### HOW TO COMPLETE THIS TASK
Find every line in the records below that holds the word "String" and copy it.

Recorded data
######

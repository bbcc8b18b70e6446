//! Editor event policy: which changes are debounced and which publish at once.

use devpilot_proto::HostMessage;
use tokio::time::Instant;

use crate::collab::{Collaborators, EditorEvent};
use crate::service::context::{DebounceKey, HostContext};

/// Reacts to one notification from the editor source.
pub(crate) async fn editor_event(ctx: &mut HostContext, event: EditorEvent) {
	tracing::trace!(?event, "editor event");
	match event {
		EditorEvent::DocumentChanged { uri } => {
			let now = Instant::now();
			let sync = editor_sync(&ctx.collab, ctx.marker_glob.clone());
			ctx.debouncer.schedule(DebounceKey::EditorSync, Box::pin(sync), now);
			let editor = ctx.collab.editor.clone();
			let diff = async move {
				match editor.diff_for_resource(&uri).await {
					Ok(diff) => vec![HostMessage::FileDiff { diff }],
					Err(err) => {
						tracing::debug!(%uri, error = %err, "no diff for changed document");
						Vec::new()
					}
				}
			};
			ctx.debouncer.schedule(DebounceKey::FileDiff, Box::pin(diff), now);
		}
		EditorEvent::ActiveEditorChanged
		| EditorEvent::DocumentOpened { .. }
		| EditorEvent::DocumentClosed { .. }
		| EditorEvent::DocumentSaved { .. } => publish_active_editor(ctx),
		EditorEvent::SelectionChanged { uri } => {
			let editor = ctx.collab.editor.clone();
			ctx.tasks.publish(async move {
				let selections = editor.selections(&uri).await;
				vec![HostMessage::CursorSelection { selections }]
			});
		}
		EditorEvent::ThemeChanged(kind) => ctx.write_state(|state| state.theme_kind = kind).await,
	}
}

pub(crate) fn publish_active_editor(ctx: &mut HostContext) {
	let editor = ctx.collab.editor.clone();
	ctx.tasks
		.publish(async move { vec![HostMessage::ActiveEditor(editor.active_editor().await)] });
}

pub(crate) fn publish_markers(ctx: &mut HostContext) {
	let scan = scan_markers(&ctx.collab, ctx.marker_glob.clone());
	ctx.tasks.publish(scan);
}

/// Active editor snapshot followed by a fresh marker scan.
fn editor_sync(collab: &Collaborators, glob: String) -> impl Future<Output = Vec<HostMessage>> + Send + 'static {
	let editor = collab.editor.clone();
	let markers = scan_markers(collab, glob);
	async move {
		let mut messages = vec![HostMessage::ActiveEditor(editor.active_editor().await)];
		messages.extend(markers.await);
		messages
	}
}

fn scan_markers(collab: &Collaborators, glob: String) -> impl Future<Output = Vec<HostMessage>> + Send + 'static {
	let scanner = collab.scanner.clone();
	async move {
		match tokio::task::spawn_blocking(move || scanner.scan_for_markers(&glob)).await {
			Ok(Ok(todos)) => vec![HostMessage::TodosResult { todos }],
			Ok(Err(err)) => {
				tracing::warn!(error = %err, "marker scan failed");
				Vec::new()
			}
			Err(err) => {
				tracing::warn!(error = %err, "marker scan task failed");
				Vec::new()
			}
		}
	}
}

######

### OUTPUT FOR THIS EXERCISE
fn editor_sync(collab: &Collaborators, glob: String) -> impl Future<Output = Vec<HostMessage>> + Send + 'static {
fn scan_markers(collab: &Collaborators, glob: String) -> impl Future<Output = Vec<HostMessage>> + Send + 'static {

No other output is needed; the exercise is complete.